*** PROVIDED DATA ***

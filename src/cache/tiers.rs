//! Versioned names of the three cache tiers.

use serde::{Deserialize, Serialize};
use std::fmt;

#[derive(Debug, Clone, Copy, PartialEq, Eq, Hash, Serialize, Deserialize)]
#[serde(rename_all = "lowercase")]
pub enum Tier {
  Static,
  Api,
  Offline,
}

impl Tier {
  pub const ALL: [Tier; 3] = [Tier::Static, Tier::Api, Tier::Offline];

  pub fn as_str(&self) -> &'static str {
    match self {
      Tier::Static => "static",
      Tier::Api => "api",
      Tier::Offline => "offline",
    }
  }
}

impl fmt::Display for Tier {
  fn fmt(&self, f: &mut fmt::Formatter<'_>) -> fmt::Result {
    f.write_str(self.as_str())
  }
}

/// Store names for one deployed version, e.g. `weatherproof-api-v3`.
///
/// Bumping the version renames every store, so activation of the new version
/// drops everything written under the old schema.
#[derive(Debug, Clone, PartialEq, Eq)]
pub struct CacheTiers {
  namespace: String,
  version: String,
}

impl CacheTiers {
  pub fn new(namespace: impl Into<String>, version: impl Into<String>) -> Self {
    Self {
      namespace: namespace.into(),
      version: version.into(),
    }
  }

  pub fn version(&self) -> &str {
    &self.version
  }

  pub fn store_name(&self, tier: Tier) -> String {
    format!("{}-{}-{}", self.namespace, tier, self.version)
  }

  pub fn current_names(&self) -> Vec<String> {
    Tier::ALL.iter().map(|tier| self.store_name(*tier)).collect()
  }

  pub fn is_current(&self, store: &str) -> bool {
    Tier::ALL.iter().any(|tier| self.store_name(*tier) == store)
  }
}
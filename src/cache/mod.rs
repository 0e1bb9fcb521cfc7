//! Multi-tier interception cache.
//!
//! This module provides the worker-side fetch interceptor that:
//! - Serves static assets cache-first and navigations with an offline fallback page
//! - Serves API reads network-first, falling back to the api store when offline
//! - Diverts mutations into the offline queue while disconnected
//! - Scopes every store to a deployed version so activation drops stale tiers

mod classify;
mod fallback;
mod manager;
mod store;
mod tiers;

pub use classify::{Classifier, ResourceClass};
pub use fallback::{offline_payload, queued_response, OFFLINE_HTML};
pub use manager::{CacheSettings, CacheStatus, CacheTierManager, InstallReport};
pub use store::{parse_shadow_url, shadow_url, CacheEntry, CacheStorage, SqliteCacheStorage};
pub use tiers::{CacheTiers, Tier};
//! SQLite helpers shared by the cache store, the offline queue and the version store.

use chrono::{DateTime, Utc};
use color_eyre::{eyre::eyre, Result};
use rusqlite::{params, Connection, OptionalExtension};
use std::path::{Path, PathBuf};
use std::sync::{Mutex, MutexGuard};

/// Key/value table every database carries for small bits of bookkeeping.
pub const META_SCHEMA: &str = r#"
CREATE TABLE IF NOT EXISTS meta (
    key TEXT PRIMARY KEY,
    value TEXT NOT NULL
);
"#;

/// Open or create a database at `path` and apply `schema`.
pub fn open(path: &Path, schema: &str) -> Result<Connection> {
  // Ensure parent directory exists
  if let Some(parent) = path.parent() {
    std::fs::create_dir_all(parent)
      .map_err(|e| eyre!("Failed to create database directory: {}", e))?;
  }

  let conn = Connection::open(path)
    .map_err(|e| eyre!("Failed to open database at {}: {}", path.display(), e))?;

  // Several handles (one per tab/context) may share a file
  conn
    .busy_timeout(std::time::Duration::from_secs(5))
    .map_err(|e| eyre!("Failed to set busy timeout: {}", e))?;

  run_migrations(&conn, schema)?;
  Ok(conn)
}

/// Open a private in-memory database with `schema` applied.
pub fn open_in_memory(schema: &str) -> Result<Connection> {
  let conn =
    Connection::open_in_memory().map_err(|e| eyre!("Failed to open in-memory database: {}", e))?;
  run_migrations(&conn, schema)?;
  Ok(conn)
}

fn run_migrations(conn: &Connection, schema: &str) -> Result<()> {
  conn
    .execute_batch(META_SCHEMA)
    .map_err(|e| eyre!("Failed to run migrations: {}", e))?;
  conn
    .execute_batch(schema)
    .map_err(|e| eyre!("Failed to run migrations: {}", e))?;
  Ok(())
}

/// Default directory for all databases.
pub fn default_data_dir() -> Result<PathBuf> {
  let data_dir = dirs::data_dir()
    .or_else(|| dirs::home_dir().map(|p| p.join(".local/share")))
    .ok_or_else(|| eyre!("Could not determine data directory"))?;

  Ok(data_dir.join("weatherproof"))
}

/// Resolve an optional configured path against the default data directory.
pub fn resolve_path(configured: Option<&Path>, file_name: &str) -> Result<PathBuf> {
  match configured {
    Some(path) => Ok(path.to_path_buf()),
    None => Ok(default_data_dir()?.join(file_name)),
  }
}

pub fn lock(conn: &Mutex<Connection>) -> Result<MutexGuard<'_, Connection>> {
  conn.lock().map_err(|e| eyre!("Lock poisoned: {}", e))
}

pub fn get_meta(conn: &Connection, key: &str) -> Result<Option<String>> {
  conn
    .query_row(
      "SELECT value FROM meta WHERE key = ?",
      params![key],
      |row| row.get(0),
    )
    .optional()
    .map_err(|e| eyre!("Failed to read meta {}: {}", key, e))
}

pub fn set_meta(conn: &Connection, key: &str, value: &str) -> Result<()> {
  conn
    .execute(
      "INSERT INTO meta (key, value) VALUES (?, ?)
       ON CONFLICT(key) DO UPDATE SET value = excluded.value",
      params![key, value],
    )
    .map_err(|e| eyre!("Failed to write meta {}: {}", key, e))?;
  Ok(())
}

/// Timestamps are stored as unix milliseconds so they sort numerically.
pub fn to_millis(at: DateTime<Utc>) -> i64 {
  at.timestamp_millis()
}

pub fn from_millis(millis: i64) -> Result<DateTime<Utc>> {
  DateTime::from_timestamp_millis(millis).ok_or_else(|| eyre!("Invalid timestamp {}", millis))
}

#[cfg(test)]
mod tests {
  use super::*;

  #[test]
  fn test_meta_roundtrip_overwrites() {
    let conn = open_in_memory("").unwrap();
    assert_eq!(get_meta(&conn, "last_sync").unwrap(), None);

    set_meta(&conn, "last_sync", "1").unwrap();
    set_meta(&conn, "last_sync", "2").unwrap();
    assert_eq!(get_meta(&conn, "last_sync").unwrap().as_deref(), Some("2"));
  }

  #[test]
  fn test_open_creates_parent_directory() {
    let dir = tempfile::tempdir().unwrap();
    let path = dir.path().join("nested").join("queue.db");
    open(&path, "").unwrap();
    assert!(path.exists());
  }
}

*** End of PROVIDED DATA ***

A complete, exact copy of the entries is required.

> _RESPONSE AREA_:
filename src/cache/tiers.rs
//! Versioned names of the three cache tiers.

use serde::{Deserialize, Serialize};
use std::fmt;

#[derive(Debug, Clone, Copy, PartialEq, Eq, Hash, Serialize, Deserialize)]
#[serde(rename_all = "lowercase")]
pub enum Tier {
  Static,
  Api,
  Offline,
}

impl Tier {
  pub const ALL: [Tier; 3] = [Tier::Static, Tier::Api, Tier::Offline];

  pub fn as_str(&self) -> &'static str {
    match self {
      Tier::Static => "static",
      Tier::Api => "api",
      Tier::Offline => "offline",
    }
  }
}

impl fmt::Display for Tier {
  fn fmt(&self, f: &mut fmt::Formatter<'_>) -> fmt::Result {
    f.write_str(self.as_str())
  }
}

/// Store names for one deployed version, e.g. `weatherproof-api-v3`.
///
/// Bumping the version renames every store, so activation of the new version
/// drops everything written under the old schema.
#[derive(Debug, Clone, PartialEq, Eq)]
pub struct CacheTiers {
  namespace: String,
  version: String,
}

impl CacheTiers {
  pub fn new(namespace: impl Into<String>, version: impl Into<String>) -> Self {
    Self {
      namespace: namespace.into(),
      version: version.into(),
    }
  }

  pub fn version(&self) -> &str {
    &self.version
  }

  pub fn store_name(&self, tier: Tier) -> String {
    format!("{}-{}-{}", self.namespace, tier, self.version)
  }

  pub fn current_names(&self) -> Vec<String> {
    Tier::ALL.iter().map(|tier| self.store_name(*tier)).collect()
  }

  pub fn is_current(&self, store: &str) -> bool {
    Tier::ALL.iter().any(|tier| self.store_name(*tier) == store)
  }
}
filename src/cache/mod.rs
repository 0e1bb9fcb521cfc7
//! Multi-tier interception cache.
//!
//! This module provides the worker-side fetch interceptor that:
//! - Serves static assets cache-first and navigations with an offline fallback page
//! - Serves API reads network-first, falling back to the api store when offline
//! - Diverts mutations into the offline queue while disconnected
//! - Scopes every store to a deployed version so activation drops stale tiers

mod classify;
mod fallback;
mod manager;
mod store;
mod tiers;

pub use classify::{Classifier, ResourceClass};
pub use fallback::{offline_payload, queued_response, OFFLINE_HTML};
pub use manager::{CacheSettings, CacheStatus, CacheTierManager, InstallReport};
pub use store::{parse_shadow_url, shadow_url, CacheEntry, CacheStorage, SqliteCacheStorage};
pub use tiers::{CacheTiers, Tier};
//! SQLite helpers shared by the cache store, the offline queue and the version store.

use chrono::{DateTime, Utc};
use color_eyre::{eyre::eyre, Result};
use rusqlite::{params, Connection, OptionalExtension};
use std::path::{Path, PathBuf};
use std::sync::{Mutex, MutexGuard};

/// Key/value table every database carries for small bits of bookkeeping.
pub const META_SCHEMA: &str = r#"
CREATE TABLE IF NOT EXISTS meta (
    key TEXT PRIMARY KEY,
    value TEXT NOT NULL
);
"#;

/// Open or create a database at `path` and apply `schema`.
pub fn open(path: &Path, schema: &str) -> Result<Connection> {
  // Ensure parent directory exists
  if let Some(parent) = path.parent() {
    std::fs::create_dir_all(parent)
      .map_err(|e| eyre!("Failed to create database directory: {}", e))?;
  }

  let conn = Connection::open(path)
    .map_err(|e| eyre!("Failed to open database at {}: {}", path.display(), e))?;

  // Several handles (one per tab/context) may share a file
  conn
    .busy_timeout(std::time::Duration::from_secs(5))
    .map_err(|e| eyre!("Failed to set busy timeout: {}", e))?;

  run_migrations(&conn, schema)?;
  Ok(conn)
}

/// Open a private in-memory database with `schema` applied.
pub fn open_in_memory(schema: &str) -> Result<Connection> {
  let conn =
    Connection::open_in_memory().map_err(|e| eyre!("Failed to open in-memory database: {}", e))?;
  run_migrations(&conn, schema)?;
  Ok(conn)
}

fn run_migrations(conn: &Connection, schema: &str) -> Result<()> {
  conn
    .execute_batch(META_SCHEMA)
    .map_err(|e| eyre!("Failed to run migrations: {}", e))?;
  conn
    .execute_batch(schema)
    .map_err(|e| eyre!("Failed to run migrations: {}", e))?;
  Ok(())
}

/// Default directory for all databases.
pub fn default_data_dir() -> Result<PathBuf> {
  let data_dir = dirs::data_dir()
    .or_else(|| dirs::home_dir().map(|p| p.join(".local/share")))
    .ok_or_else(|| eyre!("Could not determine data directory"))?;

  Ok(data_dir.join("weatherproof"))
}

/// Resolve an optional configured path against the default data directory.
pub fn resolve_path(configured: Option<&Path>, file_name: &str) -> Result<PathBuf> {
  match configured {
    Some(path) => Ok(path.to_path_buf()),
    None => Ok(default_data_dir()?.join(file_name)),
  }
}

pub fn lock(conn: &Mutex<Connection>) -> Result<MutexGuard<'_, Connection>> {
  conn.lock().map_err(|e| eyre!("Lock poisoned: {}", e))
}

pub fn get_meta(conn: &Connection, key: &str) -> Result<Option<String>> {
  conn
    .query_row(
      "SELECT value FROM meta WHERE key = ?",
      params![key],
      |row| row.get(0),
    )
    .optional()
    .map_err(|e| eyre!("Failed to read meta {}: {}", key, e))
}

pub fn set_meta(conn: &Connection, key: &str, value: &str) -> Result<()> {
  conn
    .execute(
      "INSERT INTO meta (key, value) VALUES (?, ?)
       ON CONFLICT(key) DO UPDATE SET value = excluded.value",
      params![key, value],
    )
    .map_err(|e| eyre!("Failed to write meta {}: {}", key, e))?;
  Ok(())
}

/// Timestamps are stored as unix milliseconds so they sort numerically.
pub fn to_millis(at: DateTime<Utc>) -> i64 {
  at.timestamp_millis()
}

pub fn from_millis(millis: i64) -> Result<DateTime<Utc>> {
  DateTime::from_timestamp_millis(millis).ok_or_else(|| eyre!("Invalid timestamp {}", millis))
}

#[cfg(test)]
mod tests {
  use super::*;

  #[test]
  fn test_meta_roundtrip_overwrites() {
    let conn = open_in_memory("").unwrap();
    assert_eq!(get_meta(&conn, "last_sync").unwrap(), None);

    set_meta(&conn, "last_sync", "1").unwrap();
    set_meta(&conn, "last_sync", "2").unwrap();
    assert_eq!(get_meta(&conn, "last_sync").unwrap().as_deref(), Some("2"));
  }

  #[test]
  fn test_open_creates_parent_directory() {
    let dir = tempfile::tempdir().unwrap();
    let path = dir.path().join("nested").join("queue.db");
    open(&path, "").unwrap();
    assert!(path.exists());
  }
}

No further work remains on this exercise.